We need three components:
- A component that scans the current Lean environment and selects the relevant set of available lemmas.
- A component that translates the current Lean goal into an ATP's logic (HOL/FOL).
- A component that uses the relevant lemmas to construct a proof for the Lean goal. This can be further divided into two sub-components:
- An oracle that generates additional hints to help the next step (e.g., quantifier instantiations, arithmetic hints, etc.).
- A component that tries to reconstruct the oracle's reasoning steps as a Lean proof using the relevent lemmas and hints.
Second question: What do we currently have in Lean?
Currently, we have the following:
- For the first component, we have AI-based premise selectors based on what you mentioned earlier.
- For the second component, we have lean-auto. Note: while lean-auto has an additional functionality to invoke an oracle (TPTP/SMT solver) on a goal, it only relays the results to the user and doesn't generate the proof needed to prove the goal.
- For the third component, we have an abundance of TPTP/SMT solvers that can serve as oracles to provide hints. We also have tactics like
aesop
andduper
to do the proof search and construct proofs for the oracle hints and the goal.
For the third component, we now also have the smt
tactic. This tactic is tailored towards SMT solvers that generate detailed proofs of their results (like cvc5 and veriT), and has specialized tools to efficiently construct a Lean proof from a cvc5 proof (which is guaranteed to succeed). It is also more cautious about translating Lean goals into SMT-LIB to ensure that the reconstructed proof can immediately close the goal (without needing to do more search). Note, however, that this also means that the reconstruction step of this tactic is too specialized to be useful for a magnushammer-like tactic.
Third question: What is needed to have a Lean version of Sledgehammer?
Mainly, we need a tool that combines all three components. We also need more tools for the first component (including non-ML-based ones) and the third component. @Josh Clune and @Yicheng Qian have more knowledge about efforts in this direction.
Jason Rute (Jan 16 2025 at 21:23):
Ok, so this is only the reconstruction part? But it reconstructs the proof instead of just sending the found premises to some powerful Lean tactic? Is that right?

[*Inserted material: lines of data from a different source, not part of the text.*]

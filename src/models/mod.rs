//! Latent feature models that plug into the feature-allocation samplers.
//!
//! Each model provides a parameter bundle implementing
//! [`FeatureParameters`](crate::distributions::FeatureParameters) and a likelihood
//! implementing [`DataDistribution`](crate::distributions::DataDistribution). Updates of
//! the continuous parameters are left to the caller.

pub mod lfrm;
pub mod linear_gaussian;

use crate::error::ConfigError;

pub(crate) fn check_precision(name: &str, value: f64) -> Result<(), ConfigError> {
    if !(value.is_finite() && value > 0.0) {
        return Err(ConfigError::InvalidPrior(format!(
            "{name} must be positive and finite, got {value}"
        )));
    }
    Ok(())
}
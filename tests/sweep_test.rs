//! End-to-end sweeps over the reference models.

use ndarray::{array, Array2};
use pgfa::core::{ChainRunner, FeatureAllocationSampler};
use pgfa::distributions::{BetaBernoulli, FeatureAllocationPrior, FeatureParameters, Ibp};
use pgfa::error::{ConfigError, SamplerError};
use pgfa::feature_matrix::FeatureAllocationMatrix;
use pgfa::models::lfrm::{LfrmLikelihood, LfrmParams};
use pgfa::models::linear_gaussian::{LinearGaussianLikelihood, LinearGaussianParams};
use pgfa::updates::{FeatureMatrixUpdater, RowSampler, SingletonsUpdater};
use rand::rngs::SmallRng;
use rand::SeedableRng;

#[cfg(test)]
mod tests {
    use super::*;

    fn simulated_data(seed: u64) -> (Array2<f64>, LinearGaussianParams) {
        let mut rng = SmallRng::seed_from_u64(seed);
        let prior = Ibp::new(2.0).unwrap();
        let truth =
            LinearGaussianParams::from_prior(&prior, 20, 4, 0.5, 8.0, &mut rng).unwrap();
        (truth.sample_data(&mut rng), truth)
    }

    fn check_params<P: FeatureParameters>(params: &P) {
        let z = params.feature_matrix();
        assert!(z.as_array().iter().all(|&v| v <= 1));
        assert_eq!(params.num_feature_params(), z.num_features());
    }

    #[test]
    fn test_ibp_sweeps_never_leave_empty_columns() {
        let (data, _) = simulated_data(1);
        let prior = Ibp::new(2.0).unwrap();
        let mut rng = SmallRng::seed_from_u64(2);
        let samplers = [
            "gibbs",
            "row_gibbs",
            "particle_gibbs",
            "mixture[gibbs, annealed_particle_gibbs]",
        ];
        for name in samplers {
            for singletons in [SingletonsUpdater::Prior, SingletonsUpdater::Collapsed] {
                let updater =
                    FeatureMatrixUpdater::new(name.parse().unwrap(), Some(singletons)).unwrap();
                let mut params =
                    LinearGaussianParams::from_prior(&prior, 20, 4, 0.5, 8.0, &mut rng).unwrap();
                for _ in 0..10 {
                    let stats = updater
                        .update(&data, &LinearGaussianLikelihood, &prior, &mut params, &mut rng)
                        .unwrap();
                    check_params(&params);
                    assert_eq!(stats.num_rows, 20);
                    assert_eq!(stats.features_after, params.z.num_features());
                    assert!(
                        params.z.column_counts().iter().all(|&m| m > 0),
                        "{name} with {singletons:?} left an empty column"
                    );
                }
            }
        }
    }

    #[test]
    fn test_finite_prior_keeps_feature_count() {
        let (data, _) = simulated_data(3);
        let prior = BetaBernoulli::new(1.0, 1.0, 5).unwrap();
        let mut rng = SmallRng::seed_from_u64(4);
        let z = prior.sample(20, &mut rng).unwrap();
        let mut params = LinearGaussianParams::new(0.5, 8.0, Array2::zeros((5, 4)), z).unwrap();
        let updater = FeatureMatrixUpdater::new(RowSampler::RowGibbs, None).unwrap();
        for _ in 0..10 {
            let stats = updater
                .update(&data, &LinearGaussianLikelihood, &prior, &mut params, &mut rng)
                .unwrap();
            assert_eq!(stats.features_before, 5);
            assert_eq!(stats.features_after, 5);
            assert_eq!(stats.singletons_skipped, 0);
        }

        let with_singletons =
            FeatureMatrixUpdater::new(RowSampler::RowGibbs, Some(SingletonsUpdater::Prior))
                .unwrap();
        assert_eq!(
            with_singletons.update(&data, &LinearGaussianLikelihood, &prior, &mut params, &mut rng),
            Err(SamplerError::Config(
                ConfigError::SingletonsRequireNonparametricPrior
            ))
        );
    }

    #[test]
    fn test_collapsed_singletons_reject_missing_data() {
        let (mut data, truth) = simulated_data(5);
        data[(3, 1)] = f64::NAN;
        let prior = Ibp::new(2.0).unwrap();
        let mut params = truth.clone();
        let mut rng = SmallRng::seed_from_u64(6);

        // The uncollapsed model just skips the missing entry.
        let updater =
            FeatureMatrixUpdater::new(RowSampler::Gibbs, Some(SingletonsUpdater::Prior)).unwrap();
        for _ in 0..5 {
            updater
                .update(&data, &LinearGaussianLikelihood, &prior, &mut params, &mut rng)
                .unwrap();
        }

        let collapsed =
            FeatureMatrixUpdater::new(RowSampler::Gibbs, Some(SingletonsUpdater::Collapsed))
                .unwrap();
        let mut saw_error = false;
        for _ in 0..20 {
            match collapsed.update(&data, &LinearGaussianLikelihood, &prior, &mut params, &mut rng)
            {
                Ok(_) => {}
                Err(err) => {
                    assert_eq!(err, SamplerError::MissingData(3));
                    saw_error = true;
                    break;
                }
            }
        }
        assert!(saw_error);
    }

    #[test]
    fn test_lfrm_sweeps() {
        let data = array![
            [1.0, 1.0, 0.0, 0.0, 0.0],
            [1.0, 1.0, 0.0, f64::NAN, 0.0],
            [0.0, 0.0, 1.0, 1.0, 1.0],
            [0.0, f64::NAN, 1.0, 1.0, 1.0],
            [0.0, 0.0, 1.0, 1.0, 1.0]
        ];
        let z = FeatureAllocationMatrix::from_rows(&[
            vec![1, 0],
            vec![1, 0],
            vec![0, 1],
            vec![0, 1],
            vec![1, 1],
        ])
        .unwrap();
        let v = array![[2.0, -2.0], [-2.0, 2.0]];
        let prior = Ibp::new(1.0).unwrap();
        let mut rng = SmallRng::seed_from_u64(8);
        for symmetric in [true, false] {
            let mut params = LfrmParams::new(1.0, v.clone(), z.clone(), symmetric).unwrap();
            let sampler = RowSampler::mixture(
                RowSampler::RowGibbs,
                RowSampler::ParticleGibbs(Default::default()),
            );
            let updater =
                FeatureMatrixUpdater::new(sampler, Some(SingletonsUpdater::Prior)).unwrap();
            for _ in 0..20 {
                updater
                    .update(&data, &LfrmLikelihood, &prior, &mut params, &mut rng)
                    .unwrap();
                check_params(&params);
                assert_eq!(params.v.nrows(), params.v.ncols());
                if symmetric {
                    assert_eq!(params.v, params.v.t());
                }
            }
        }
    }

    #[test]
    fn test_parallel_chains_on_simulated_data() {
        let (data, truth) = simulated_data(10);
        let prior = Ibp::new(2.0).unwrap();
        let mut rng = SmallRng::seed_from_u64(11);
        let initial =
            LinearGaussianParams::from_prior(&prior, 20, 4, truth.tau_a, truth.tau_x, &mut rng)
                .unwrap();
        let updater = FeatureMatrixUpdater::new(
            "annealed_particle_gibbs".parse().unwrap(),
            Some(SingletonsUpdater::Prior),
        )
        .unwrap();
        let mut sampler = FeatureAllocationSampler::new(
            initial,
            data,
            LinearGaussianLikelihood,
            prior,
            updater,
            3,
        )
        .set_seed(42);
        let samples = sampler.run(40, 10).unwrap();
        assert_eq!(samples.len(), 3);
        for (chain, last) in samples.iter().zip(sampler.chains.iter()) {
            assert_eq!(chain.len(), 30);
            assert!(chain.iter().all(|z| z.num_rows() == 20));
            assert_eq!(chain.last(), Some(last.params.feature_matrix()));
            check_params(&last.params);
        }
    }
}
/*!
Latent feature relational model.

The data is an `N x N` binary link matrix. A link between `i` and `j` is present with
probability `sigmoid(z_i V z_j^T)`, where `V` is a `K x K` feature interaction matrix with
`N(0, 1 / tau)` entries, symmetric for undirected graphs. NaN links are unobserved.
*/

use ndarray::Array2;
use rand::Rng;
use rand_distr::StandardNormal;

use crate::distributions::{DataDistribution, FeatureInit, FeatureParameters};
use crate::error::SamplerError;
use crate::feature_matrix::FeatureAllocationMatrix;
use crate::models::check_precision;

#[derive(Debug, Clone, PartialEq)]
pub struct LfrmParams {
    /// Precision of the interaction weights.
    pub tau: f64,
    /// Feature interaction weights (`K x K`).
    pub v: Array2<f64>,
    pub z: FeatureAllocationMatrix,
    pub symmetric: bool,
}

impl LfrmParams {
    pub fn new(
        tau: f64,
        v: Array2<f64>,
        z: FeatureAllocationMatrix,
        symmetric: bool,
    ) -> Result<Self, SamplerError> {
        check_precision("tau", tau)?;
        let num_features = z.num_features();
        if v.dim() != (num_features, num_features) {
            return Err(SamplerError::DimensionMismatch {
                what: "interaction matrix size",
                expected: num_features,
                found: v.nrows().max(v.ncols()),
            });
        }
        Ok(Self {
            tau,
            v,
            z,
            symmetric,
        })
    }

    /// `z_i V z_j^T`
    fn interaction(&self, i: usize, j: usize) -> f64 {
        let z_i = self.z.row(i);
        let z_j = self.z.row(j);
        let mut m = 0.0;
        for (k, _) in z_i.iter().enumerate().filter(|(_, v)| **v == 1) {
            for (l, _) in z_j.iter().enumerate().filter(|(_, v)| **v == 1) {
                m += self.v[(k, l)];
            }
        }
        m
    }
}

impl FeatureParameters for LfrmParams {
    fn feature_matrix(&self) -> &FeatureAllocationMatrix {
        &self.z
    }

    fn feature_matrix_mut(&mut self) -> &mut FeatureAllocationMatrix {
        &mut self.z
    }

    fn num_feature_params(&self) -> usize {
        self.v.nrows()
    }

    /// Weights between kept features are carried over; every weight involving a new
    /// feature is drawn from the prior (mirrored when symmetric) or zeroed.
    fn resize_features<R: Rng + ?Sized>(
        &mut self,
        keep: &[usize],
        num_new: usize,
        init: FeatureInit,
        rng: &mut R,
    ) {
        let num_kept = keep.len();
        let num_features = num_kept + num_new;
        let mut v = Array2::zeros((num_features, num_features));
        for (i, &old_i) in keep.iter().enumerate() {
            for (j, &old_j) in keep.iter().enumerate() {
                v[(i, j)] = self.v[(old_i, old_j)];
            }
        }
        if init == FeatureInit::Prior {
            let sd = self.tau.sqrt().recip();
            for i in 0..num_features {
                for j in 0..num_features {
                    if i < num_kept && j < num_kept {
                        continue;
                    }
                    if self.symmetric && j < i {
                        v[(i, j)] = v[(j, i)];
                    } else {
                        v[(i, j)] = sd * rng.sample::<f64, _>(StandardNormal);
                    }
                }
            }
        }
        self.v = v;
    }
}

/// `ln(sigmoid(x))` without overflow.
fn log_sigmoid(x: f64) -> f64 {
    if x >= 0.0 {
        -(-x).exp().ln_1p()
    } else {
        x - x.exp().ln_1p()
    }
}

#[derive(Debug, Clone, Copy, Default)]
pub struct LfrmLikelihood;

impl LfrmLikelihood {
    fn log_p_link(data: &Array2<f64>, params: &LfrmParams, i: usize, j: usize) -> f64 {
        let x = data[(i, j)];
        if x.is_nan() {
            return 0.0;
        }
        let m = params.interaction(i, j);
        if x == 0.0 {
            log_sigmoid(-m)
        } else {
            log_sigmoid(m)
        }
    }
}

impl DataDistribution<LfrmParams> for LfrmLikelihood {
    /// Log-likelihood of every link touching `row_idx`, in both directions. A model
    /// without features cannot explain any link and gets negative infinity.
    fn log_p_row(&self, data: &Array2<f64>, params: &LfrmParams, row_idx: usize) -> f64 {
        if params.z.num_features() == 0 {
            return f64::NEG_INFINITY;
        }
        let mut log_p = Self::log_p_link(data, params, row_idx, row_idx);
        for i in (0..data.nrows()).filter(|&i| i != row_idx) {
            log_p += Self::log_p_link(data, params, i, row_idx);
            log_p += Self::log_p_link(data, params, row_idx, i);
        }
        log_p
    }

    /// Every observed link counted once.
    fn log_p(&self, data: &Array2<f64>, params: &LfrmParams) -> f64 {
        if params.z.num_features() == 0 {
            return f64::NEG_INFINITY;
        }
        let num_rows = data.nrows();
        (0..num_rows)
            .flat_map(|i| (0..num_rows).map(move |j| (i, j)))
            .map(|(i, j)| Self::log_p_link(data, params, i, j))
            .sum()
    }
}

Abdalrhman M Mohamed (Jan 16 2025 at 21:38):
Yes. It can either be used to directly solve problems already within the SMT solver's logic or as a backend for a sledgehammer tactic. Right now, it can be used as a backend for auto
.
Yicheng Qian (Jan 16 2025 at 22:03):
Speaking of premises selection for Lean 4, currently several students at CMU are working on it. I think Jeremy Avigad is leading the project, but I could be wrong.